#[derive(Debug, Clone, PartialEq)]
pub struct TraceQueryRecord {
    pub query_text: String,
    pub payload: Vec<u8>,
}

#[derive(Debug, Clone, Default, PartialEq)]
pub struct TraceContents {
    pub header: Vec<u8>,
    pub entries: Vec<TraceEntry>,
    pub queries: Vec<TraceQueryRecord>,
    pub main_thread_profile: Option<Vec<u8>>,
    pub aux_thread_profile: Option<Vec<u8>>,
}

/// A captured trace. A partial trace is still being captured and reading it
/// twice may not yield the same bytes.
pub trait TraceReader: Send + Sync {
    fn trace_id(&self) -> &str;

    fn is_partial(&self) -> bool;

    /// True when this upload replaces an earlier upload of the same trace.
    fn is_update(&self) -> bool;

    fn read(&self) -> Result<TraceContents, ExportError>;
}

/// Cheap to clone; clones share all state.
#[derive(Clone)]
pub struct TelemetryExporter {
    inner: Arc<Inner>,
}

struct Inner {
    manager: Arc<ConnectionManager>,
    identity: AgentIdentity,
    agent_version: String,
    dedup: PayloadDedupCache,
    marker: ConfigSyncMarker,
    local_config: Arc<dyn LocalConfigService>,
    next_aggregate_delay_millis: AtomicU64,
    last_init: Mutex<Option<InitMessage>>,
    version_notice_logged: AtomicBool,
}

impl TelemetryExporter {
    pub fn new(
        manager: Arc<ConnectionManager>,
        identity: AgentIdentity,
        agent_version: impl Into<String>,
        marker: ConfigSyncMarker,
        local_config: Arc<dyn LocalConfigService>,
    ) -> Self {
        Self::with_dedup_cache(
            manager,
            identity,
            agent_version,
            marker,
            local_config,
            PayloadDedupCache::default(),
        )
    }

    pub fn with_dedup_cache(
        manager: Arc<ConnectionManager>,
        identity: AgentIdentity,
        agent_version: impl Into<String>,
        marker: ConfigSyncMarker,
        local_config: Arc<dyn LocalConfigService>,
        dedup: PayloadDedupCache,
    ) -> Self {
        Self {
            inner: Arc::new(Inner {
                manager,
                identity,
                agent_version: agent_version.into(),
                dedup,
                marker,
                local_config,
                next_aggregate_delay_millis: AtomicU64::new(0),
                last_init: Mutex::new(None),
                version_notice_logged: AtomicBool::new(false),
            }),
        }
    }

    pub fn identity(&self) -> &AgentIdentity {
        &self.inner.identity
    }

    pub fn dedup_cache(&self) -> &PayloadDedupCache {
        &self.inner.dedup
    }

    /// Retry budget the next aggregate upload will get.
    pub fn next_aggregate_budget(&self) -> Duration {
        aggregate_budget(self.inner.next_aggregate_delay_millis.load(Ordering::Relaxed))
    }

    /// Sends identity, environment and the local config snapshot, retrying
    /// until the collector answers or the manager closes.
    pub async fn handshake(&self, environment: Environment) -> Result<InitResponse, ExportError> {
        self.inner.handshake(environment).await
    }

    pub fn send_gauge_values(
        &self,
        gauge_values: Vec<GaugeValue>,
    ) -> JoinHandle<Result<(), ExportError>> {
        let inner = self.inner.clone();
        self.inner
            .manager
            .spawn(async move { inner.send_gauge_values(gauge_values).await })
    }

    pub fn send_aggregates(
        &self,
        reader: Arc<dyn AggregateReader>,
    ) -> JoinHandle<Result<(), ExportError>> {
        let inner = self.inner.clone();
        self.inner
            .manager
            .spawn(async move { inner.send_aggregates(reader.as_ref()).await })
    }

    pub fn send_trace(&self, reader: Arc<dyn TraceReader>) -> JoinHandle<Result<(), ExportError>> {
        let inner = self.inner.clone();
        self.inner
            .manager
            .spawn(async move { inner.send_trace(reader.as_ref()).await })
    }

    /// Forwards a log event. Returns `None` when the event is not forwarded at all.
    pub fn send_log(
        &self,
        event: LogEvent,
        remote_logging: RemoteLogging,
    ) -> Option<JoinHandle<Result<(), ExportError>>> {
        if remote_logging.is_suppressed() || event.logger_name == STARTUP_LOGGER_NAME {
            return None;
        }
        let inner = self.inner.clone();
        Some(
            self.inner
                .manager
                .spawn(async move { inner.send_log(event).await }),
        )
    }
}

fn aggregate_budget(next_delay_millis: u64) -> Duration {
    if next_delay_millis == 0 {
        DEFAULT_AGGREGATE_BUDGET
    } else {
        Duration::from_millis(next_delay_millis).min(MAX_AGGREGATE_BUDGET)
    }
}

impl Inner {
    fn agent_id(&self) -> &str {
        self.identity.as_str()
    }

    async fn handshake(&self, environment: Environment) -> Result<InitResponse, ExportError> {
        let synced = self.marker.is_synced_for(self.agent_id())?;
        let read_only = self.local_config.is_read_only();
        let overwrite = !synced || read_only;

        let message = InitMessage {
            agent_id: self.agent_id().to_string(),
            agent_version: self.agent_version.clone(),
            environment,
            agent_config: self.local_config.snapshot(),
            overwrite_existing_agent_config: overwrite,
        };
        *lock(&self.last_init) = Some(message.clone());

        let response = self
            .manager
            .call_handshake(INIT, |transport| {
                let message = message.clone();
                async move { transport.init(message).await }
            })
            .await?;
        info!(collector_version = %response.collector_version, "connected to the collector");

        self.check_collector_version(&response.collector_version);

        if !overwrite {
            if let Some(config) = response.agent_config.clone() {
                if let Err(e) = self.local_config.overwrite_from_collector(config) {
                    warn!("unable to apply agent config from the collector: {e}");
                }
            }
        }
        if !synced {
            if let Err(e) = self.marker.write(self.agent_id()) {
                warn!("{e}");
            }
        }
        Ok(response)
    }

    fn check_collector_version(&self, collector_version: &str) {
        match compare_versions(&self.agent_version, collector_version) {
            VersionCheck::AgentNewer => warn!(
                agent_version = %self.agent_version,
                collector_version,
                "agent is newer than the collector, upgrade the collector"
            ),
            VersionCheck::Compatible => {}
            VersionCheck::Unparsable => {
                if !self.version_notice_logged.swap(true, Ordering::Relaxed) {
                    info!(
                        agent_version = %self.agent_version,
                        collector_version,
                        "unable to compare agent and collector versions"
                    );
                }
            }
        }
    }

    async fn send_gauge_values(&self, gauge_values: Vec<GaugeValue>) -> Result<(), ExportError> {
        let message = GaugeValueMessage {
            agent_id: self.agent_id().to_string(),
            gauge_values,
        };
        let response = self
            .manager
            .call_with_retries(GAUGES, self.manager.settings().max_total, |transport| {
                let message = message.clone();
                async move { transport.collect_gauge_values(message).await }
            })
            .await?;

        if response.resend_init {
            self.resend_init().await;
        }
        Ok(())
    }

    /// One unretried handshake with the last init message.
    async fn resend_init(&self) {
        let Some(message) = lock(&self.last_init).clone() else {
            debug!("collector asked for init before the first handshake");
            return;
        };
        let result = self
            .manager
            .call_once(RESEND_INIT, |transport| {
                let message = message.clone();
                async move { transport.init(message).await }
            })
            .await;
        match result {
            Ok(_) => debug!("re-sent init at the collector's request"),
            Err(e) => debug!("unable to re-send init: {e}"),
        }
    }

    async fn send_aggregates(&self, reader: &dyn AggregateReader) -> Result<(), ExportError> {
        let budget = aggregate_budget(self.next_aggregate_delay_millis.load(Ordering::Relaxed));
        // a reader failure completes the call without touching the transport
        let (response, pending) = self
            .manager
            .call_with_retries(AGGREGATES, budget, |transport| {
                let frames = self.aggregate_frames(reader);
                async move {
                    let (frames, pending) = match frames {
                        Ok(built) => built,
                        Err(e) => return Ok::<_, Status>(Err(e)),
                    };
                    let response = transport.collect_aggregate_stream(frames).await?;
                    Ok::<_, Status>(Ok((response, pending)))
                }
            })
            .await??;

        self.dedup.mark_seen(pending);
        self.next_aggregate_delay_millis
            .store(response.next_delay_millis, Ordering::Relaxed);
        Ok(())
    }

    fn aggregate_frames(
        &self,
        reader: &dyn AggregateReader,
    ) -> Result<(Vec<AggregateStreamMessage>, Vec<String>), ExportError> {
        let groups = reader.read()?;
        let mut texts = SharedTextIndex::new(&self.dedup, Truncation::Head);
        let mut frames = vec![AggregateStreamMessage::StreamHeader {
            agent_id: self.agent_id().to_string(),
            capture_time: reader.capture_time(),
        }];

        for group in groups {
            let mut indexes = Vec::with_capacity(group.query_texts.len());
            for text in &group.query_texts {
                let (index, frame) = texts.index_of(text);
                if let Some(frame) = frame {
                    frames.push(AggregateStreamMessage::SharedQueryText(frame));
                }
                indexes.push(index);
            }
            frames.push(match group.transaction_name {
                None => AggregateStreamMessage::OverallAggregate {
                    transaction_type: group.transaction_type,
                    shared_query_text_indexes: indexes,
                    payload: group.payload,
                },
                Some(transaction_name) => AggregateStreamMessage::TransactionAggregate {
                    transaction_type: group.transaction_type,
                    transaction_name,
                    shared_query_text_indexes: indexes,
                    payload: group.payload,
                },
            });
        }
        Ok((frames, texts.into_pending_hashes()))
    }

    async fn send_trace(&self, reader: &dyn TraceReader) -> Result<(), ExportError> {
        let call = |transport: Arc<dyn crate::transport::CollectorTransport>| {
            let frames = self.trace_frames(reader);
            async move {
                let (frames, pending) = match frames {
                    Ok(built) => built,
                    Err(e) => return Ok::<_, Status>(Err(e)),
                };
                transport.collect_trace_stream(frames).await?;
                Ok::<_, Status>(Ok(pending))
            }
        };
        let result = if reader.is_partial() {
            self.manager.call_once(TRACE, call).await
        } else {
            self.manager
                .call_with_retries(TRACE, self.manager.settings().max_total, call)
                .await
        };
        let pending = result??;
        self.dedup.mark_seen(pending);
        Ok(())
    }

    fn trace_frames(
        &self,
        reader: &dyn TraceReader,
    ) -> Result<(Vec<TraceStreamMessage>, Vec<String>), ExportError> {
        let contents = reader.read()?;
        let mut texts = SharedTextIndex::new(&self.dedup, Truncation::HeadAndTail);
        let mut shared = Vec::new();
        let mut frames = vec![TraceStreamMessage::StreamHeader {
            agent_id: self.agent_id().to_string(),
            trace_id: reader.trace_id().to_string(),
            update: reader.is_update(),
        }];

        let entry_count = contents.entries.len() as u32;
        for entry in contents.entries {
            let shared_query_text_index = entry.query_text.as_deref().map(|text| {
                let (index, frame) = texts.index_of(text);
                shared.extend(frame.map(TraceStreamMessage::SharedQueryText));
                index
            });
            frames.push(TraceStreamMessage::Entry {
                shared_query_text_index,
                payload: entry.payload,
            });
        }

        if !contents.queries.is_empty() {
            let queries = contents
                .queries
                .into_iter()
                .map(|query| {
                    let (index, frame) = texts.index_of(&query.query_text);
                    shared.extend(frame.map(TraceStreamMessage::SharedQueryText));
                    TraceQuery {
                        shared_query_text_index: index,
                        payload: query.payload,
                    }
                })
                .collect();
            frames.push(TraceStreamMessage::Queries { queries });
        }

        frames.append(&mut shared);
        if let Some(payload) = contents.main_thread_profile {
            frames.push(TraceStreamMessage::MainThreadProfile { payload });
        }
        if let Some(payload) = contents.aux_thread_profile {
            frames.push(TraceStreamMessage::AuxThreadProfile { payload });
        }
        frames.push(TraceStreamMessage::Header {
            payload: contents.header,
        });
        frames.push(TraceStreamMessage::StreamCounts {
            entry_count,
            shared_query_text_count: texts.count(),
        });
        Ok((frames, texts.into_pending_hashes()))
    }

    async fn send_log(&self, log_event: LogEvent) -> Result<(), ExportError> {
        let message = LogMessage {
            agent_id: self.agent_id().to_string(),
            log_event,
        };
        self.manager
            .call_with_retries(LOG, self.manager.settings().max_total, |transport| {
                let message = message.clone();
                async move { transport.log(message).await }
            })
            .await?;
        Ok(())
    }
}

...

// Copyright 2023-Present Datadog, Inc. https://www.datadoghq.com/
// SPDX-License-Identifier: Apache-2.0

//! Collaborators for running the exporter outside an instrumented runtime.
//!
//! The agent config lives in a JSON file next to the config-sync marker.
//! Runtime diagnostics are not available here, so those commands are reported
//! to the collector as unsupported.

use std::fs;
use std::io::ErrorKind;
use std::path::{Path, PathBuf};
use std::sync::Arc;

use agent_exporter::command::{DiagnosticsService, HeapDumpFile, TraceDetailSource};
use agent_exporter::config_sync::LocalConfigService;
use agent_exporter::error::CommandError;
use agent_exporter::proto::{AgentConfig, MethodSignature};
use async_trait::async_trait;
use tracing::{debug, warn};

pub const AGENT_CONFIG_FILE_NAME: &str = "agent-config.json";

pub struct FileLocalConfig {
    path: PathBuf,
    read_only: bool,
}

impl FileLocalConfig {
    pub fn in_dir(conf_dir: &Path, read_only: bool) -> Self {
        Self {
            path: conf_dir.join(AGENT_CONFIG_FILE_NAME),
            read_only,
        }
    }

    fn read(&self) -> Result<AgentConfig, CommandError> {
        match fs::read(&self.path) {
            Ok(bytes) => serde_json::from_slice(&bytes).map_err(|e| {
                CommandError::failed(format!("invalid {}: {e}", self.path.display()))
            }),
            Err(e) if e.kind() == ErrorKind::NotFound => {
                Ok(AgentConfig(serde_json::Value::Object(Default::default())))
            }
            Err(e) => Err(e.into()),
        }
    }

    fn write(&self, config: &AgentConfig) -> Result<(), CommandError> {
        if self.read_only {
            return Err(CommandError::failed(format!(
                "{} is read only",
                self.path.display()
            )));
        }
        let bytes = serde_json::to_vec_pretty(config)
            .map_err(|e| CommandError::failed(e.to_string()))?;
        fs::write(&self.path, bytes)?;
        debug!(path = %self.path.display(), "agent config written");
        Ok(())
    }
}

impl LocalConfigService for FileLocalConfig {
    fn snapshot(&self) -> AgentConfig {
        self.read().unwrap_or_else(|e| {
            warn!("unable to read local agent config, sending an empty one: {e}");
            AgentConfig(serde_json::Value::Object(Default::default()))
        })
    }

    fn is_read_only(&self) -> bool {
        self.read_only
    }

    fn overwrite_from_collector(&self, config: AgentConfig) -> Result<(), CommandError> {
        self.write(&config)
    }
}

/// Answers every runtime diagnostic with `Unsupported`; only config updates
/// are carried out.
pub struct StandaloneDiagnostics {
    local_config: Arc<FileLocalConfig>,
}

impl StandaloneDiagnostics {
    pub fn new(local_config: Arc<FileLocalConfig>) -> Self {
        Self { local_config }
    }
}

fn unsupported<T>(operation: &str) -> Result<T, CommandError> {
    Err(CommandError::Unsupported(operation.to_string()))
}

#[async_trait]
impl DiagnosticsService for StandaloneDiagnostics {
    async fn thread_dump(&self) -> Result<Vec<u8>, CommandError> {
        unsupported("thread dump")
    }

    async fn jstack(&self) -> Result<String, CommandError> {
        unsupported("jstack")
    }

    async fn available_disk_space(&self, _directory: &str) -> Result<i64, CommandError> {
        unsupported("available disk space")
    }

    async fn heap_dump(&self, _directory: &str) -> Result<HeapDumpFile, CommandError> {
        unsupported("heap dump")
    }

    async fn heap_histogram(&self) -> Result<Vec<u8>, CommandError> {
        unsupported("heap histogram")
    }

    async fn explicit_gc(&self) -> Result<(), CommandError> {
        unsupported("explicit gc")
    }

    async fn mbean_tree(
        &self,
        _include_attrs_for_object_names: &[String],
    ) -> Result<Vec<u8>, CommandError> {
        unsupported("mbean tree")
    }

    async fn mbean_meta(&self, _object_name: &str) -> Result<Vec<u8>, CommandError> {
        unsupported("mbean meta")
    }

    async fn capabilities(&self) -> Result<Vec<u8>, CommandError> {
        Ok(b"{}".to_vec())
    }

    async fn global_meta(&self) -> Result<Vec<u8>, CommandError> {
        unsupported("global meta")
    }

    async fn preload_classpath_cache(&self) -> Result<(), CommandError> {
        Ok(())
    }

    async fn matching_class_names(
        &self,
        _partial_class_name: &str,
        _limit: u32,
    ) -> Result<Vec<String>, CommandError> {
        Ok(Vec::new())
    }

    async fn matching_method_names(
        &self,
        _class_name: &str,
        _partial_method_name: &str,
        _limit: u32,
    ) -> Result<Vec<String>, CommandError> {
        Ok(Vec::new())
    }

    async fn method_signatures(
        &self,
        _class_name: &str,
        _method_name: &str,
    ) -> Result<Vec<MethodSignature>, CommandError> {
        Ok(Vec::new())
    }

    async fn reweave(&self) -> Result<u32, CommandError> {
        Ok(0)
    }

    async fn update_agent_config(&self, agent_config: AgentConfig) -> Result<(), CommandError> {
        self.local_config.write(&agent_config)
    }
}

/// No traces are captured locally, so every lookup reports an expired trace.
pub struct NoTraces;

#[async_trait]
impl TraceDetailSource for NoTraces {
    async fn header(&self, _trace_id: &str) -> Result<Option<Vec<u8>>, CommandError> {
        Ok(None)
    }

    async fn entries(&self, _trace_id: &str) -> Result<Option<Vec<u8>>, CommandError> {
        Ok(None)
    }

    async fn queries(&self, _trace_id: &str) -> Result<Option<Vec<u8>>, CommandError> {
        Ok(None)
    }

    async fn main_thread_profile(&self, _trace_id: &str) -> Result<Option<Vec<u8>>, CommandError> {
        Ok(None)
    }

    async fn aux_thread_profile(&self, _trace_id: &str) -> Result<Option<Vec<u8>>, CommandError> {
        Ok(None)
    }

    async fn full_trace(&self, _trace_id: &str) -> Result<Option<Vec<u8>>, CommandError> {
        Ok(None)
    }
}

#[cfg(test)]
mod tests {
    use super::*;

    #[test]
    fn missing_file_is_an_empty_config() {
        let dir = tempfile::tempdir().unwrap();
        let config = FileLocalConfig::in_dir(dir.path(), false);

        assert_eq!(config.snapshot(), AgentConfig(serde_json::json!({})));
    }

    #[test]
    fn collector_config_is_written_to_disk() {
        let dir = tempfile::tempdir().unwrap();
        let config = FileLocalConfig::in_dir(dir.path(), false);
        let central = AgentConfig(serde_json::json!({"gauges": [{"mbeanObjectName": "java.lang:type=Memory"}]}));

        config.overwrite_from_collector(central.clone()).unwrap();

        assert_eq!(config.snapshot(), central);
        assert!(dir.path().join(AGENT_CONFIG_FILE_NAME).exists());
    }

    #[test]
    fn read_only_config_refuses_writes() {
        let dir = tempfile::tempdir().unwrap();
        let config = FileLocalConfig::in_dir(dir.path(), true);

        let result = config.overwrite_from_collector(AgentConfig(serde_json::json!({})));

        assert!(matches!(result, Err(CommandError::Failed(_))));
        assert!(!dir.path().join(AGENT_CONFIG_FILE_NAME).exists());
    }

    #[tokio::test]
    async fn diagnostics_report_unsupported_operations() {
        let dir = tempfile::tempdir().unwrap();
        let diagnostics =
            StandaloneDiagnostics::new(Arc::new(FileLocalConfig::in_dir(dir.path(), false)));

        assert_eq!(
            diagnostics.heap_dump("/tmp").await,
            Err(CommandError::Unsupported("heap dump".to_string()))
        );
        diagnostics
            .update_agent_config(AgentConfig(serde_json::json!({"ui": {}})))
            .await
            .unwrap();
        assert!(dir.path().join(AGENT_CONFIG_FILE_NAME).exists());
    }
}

§ **YOUR ASSIGNMENT**
Where does "NoTraces" appear in the records above? Copy every line that has it.

§ **EXPECTED OUTPUT**
pub struct NoTraces;
impl TraceDetailSource for NoTraces {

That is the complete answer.